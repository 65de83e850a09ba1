//! Scan result persistence seam.
//!
//! The pipeline appends records and commits at collector batch boundaries;
//! whatever sits behind the trait (database, message bus) aligns its
//! transaction with `commit`. An in-memory store ships for embedding and
//! tests.

use std::collections::HashMap;
use std::sync::RwLock;

use async_trait::async_trait;
use chrono::{DateTime, Utc};
use serde::Serialize;

use crate::agent::ExposureLevel;
use crate::error::PersistError;

use super::score::RiskTier;

/// One file's persisted scan outcome.
#[derive(Debug, Clone, Serialize)]
pub struct ScanRecord {
    pub job_id: String,
    pub file_path: String,
    pub file_name: String,
    pub file_size: u64,
    pub modified: Option<DateTime<Utc>>,
    pub content_hash: Option<String>,
    pub risk_score: u32,
    pub risk_tier: RiskTier,
    pub content_score: u32,
    pub exposure_multiplier: f64,
    pub entity_counts: HashMap<String, usize>,
    pub total_entities: usize,
    pub exposure: Option<ExposureLevel>,
    pub owner: Option<String>,
    pub chunk_count: usize,
    pub errors: Vec<String>,
    pub processing_ms: f64,
    pub scanned_at: DateTime<Utc>,
}

/// Mutable progress fields on the owning job record.
#[derive(Debug, Clone, Serialize)]
pub struct JobProgress {
    pub job_id: String,
    pub current_file: Option<String>,
    pub files_scanned: u64,
    pub files_with_pii: u64,
    pub files_skipped: u64,
    pub errors: u64,
    pub completed: bool,
}

/// Append-only scan-result sink plus job progress updates.
#[async_trait]
pub trait ScanStore: Send + Sync {
    async fn append(&self, record: ScanRecord) -> Result<(), PersistError>;

    /// Transactional boundary; the collector calls this once per batch.
    async fn commit(&self) -> Result<(), PersistError>;

    async fn update_progress(&self, progress: &JobProgress) -> Result<(), PersistError>;
}

#[derive(Default)]
struct MemoryStoreInner {
    staged: Vec<ScanRecord>,
    committed: Vec<ScanRecord>,
    progress: Option<JobProgress>,
    commits: u64,
}

/// In-memory store. Records stay staged until `commit`.
#[derive(Default)]
pub struct MemoryStore {
    inner: RwLock<MemoryStoreInner>,
}

impl MemoryStore {
    pub fn new() -> Self {
        Self::default()
    }

    pub fn committed(&self) -> Vec<ScanRecord> {
        self.inner
            .read()
            .unwrap_or_else(|e| e.into_inner())
            .committed
            .clone()
    }

    pub fn staged_count(&self) -> usize {
        self.inner
            .read()
            .unwrap_or_else(|e| e.into_inner())
            .staged
            .len()
    }

    pub fn commit_count(&self) -> u64 {
        self.inner.read().unwrap_or_else(|e| e.into_inner()).commits
    }

    pub fn progress(&self) -> Option<JobProgress> {
        self.inner
            .read()
            .unwrap_or_else(|e| e.into_inner())
            .progress
            .clone()
    }
}

#[async_trait]
impl ScanStore for MemoryStore {
    async fn append(&self, record: ScanRecord) -> Result<(), PersistError> {
        self.inner
            .write()
            .unwrap_or_else(|e| e.into_inner())
            .staged
            .push(record);
        Ok(())
    }

    async fn commit(&self) -> Result<(), PersistError> {
        let mut inner = self.inner.write().unwrap_or_else(|e| e.into_inner());
        let staged = std::mem::take(&mut inner.staged);
        inner.committed.extend(staged);
        inner.commits += 1;
        Ok(())
    }

    async fn update_progress(&self, progress: &JobProgress) -> Result<(), PersistError> {
        self.inner
            .write()
            .unwrap_or_else(|e| e.into_inner())
            .progress = Some(progress.clone());
        Ok(())
    }
}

..............................

__Work instruction__
Would you transcribe the records above exactly, leaving nothing out?

__Completed task__
repository 65de83e850a09ba1
//! Scan result persistence seam.
//!
//! The pipeline appends records and commits at collector batch boundaries;
//! whatever sits behind the trait (database, message bus) aligns its
//! transaction with `commit`. An in-memory store ships for embedding and
//! tests.

use std::collections::HashMap;
use std::sync::RwLock;

use async_trait::async_trait;
use chrono::{DateTime, Utc};
use serde::Serialize;

use crate::agent::ExposureLevel;
use crate::error::PersistError;

use super::score::RiskTier;

/// One file's persisted scan outcome.
#[derive(Debug, Clone, Serialize)]
pub struct ScanRecord {
    pub job_id: String,
    pub file_path: String,
    pub file_name: String,
    pub file_size: u64,
    pub modified: Option<DateTime<Utc>>,
    pub content_hash: Option<String>,
    pub risk_score: u32,
    pub risk_tier: RiskTier,
    pub content_score: u32,
    pub exposure_multiplier: f64,
    pub entity_counts: HashMap<String, usize>,
    pub total_entities: usize,
    pub exposure: Option<ExposureLevel>,
    pub owner: Option<String>,
    pub chunk_count: usize,
    pub errors: Vec<String>,
    pub processing_ms: f64,
    pub scanned_at: DateTime<Utc>,
}

/// Mutable progress fields on the owning job record.
#[derive(Debug, Clone, Serialize)]
pub struct JobProgress {
    pub job_id: String,
    pub current_file: Option<String>,
    pub files_scanned: u64,
    pub files_with_pii: u64,
    pub files_skipped: u64,
    pub errors: u64,
    pub completed: bool,
}

/// Append-only scan-result sink plus job progress updates.
#[async_trait]
pub trait ScanStore: Send + Sync {
    async fn append(&self, record: ScanRecord) -> Result<(), PersistError>;

    /// Transactional boundary; the collector calls this once per batch.
    async fn commit(&self) -> Result<(), PersistError>;

    async fn update_progress(&self, progress: &JobProgress) -> Result<(), PersistError>;
}

#[derive(Default)]
struct MemoryStoreInner {
    staged: Vec<ScanRecord>,
    committed: Vec<ScanRecord>,
    progress: Option<JobProgress>,
    commits: u64,
}

/// In-memory store. Records stay staged until `commit`.
#[derive(Default)]
pub struct MemoryStore {
    inner: RwLock<MemoryStoreInner>,
}

impl MemoryStore {
    pub fn new() -> Self {
        Self::default()
    }

    pub fn committed(&self) -> Vec<ScanRecord> {
        self.inner
            .read()
            .unwrap_or_else(|e| e.into_inner())
            .committed
            .clone()
    }

    pub fn staged_count(&self) -> usize {
        self.inner
            .read()
            .unwrap_or_else(|e| e.into_inner())
            .staged
            .len()
    }

    pub fn commit_count(&self) -> u64 {
        self.inner.read().unwrap_or_else(|e| e.into_inner()).commits
    }

    pub fn progress(&self) -> Option<JobProgress> {
        self.inner
            .read()
            .unwrap_or_else(|e| e.into_inner())
            .progress
            .clone()
    }
}

#[async_trait]
impl ScanStore for MemoryStore {
    async fn append(&self, record: ScanRecord) -> Result<(), PersistError> {
        self.inner
            .write()
            .unwrap_or_else(|e| e.into_inner())
            .staged
            .push(record);
        Ok(())
    }

    async fn commit(&self) -> Result<(), PersistError> {
        let mut inner = self.inner.write().unwrap_or_else(|e| e.into_inner());
        let staged = std::mem::take(&mut inner.staged);
        inner.committed.extend(staged);
        inner.commits += 1;
        Ok(())
    }

    async fn update_progress(&self, progress: &JobProgress) -> Result<(), PersistError> {
        self.inner
            .write()
            .unwrap_or_else(|e| e.into_inner())
            .progress = Some(progress.clone());
        Ok(())
    }
}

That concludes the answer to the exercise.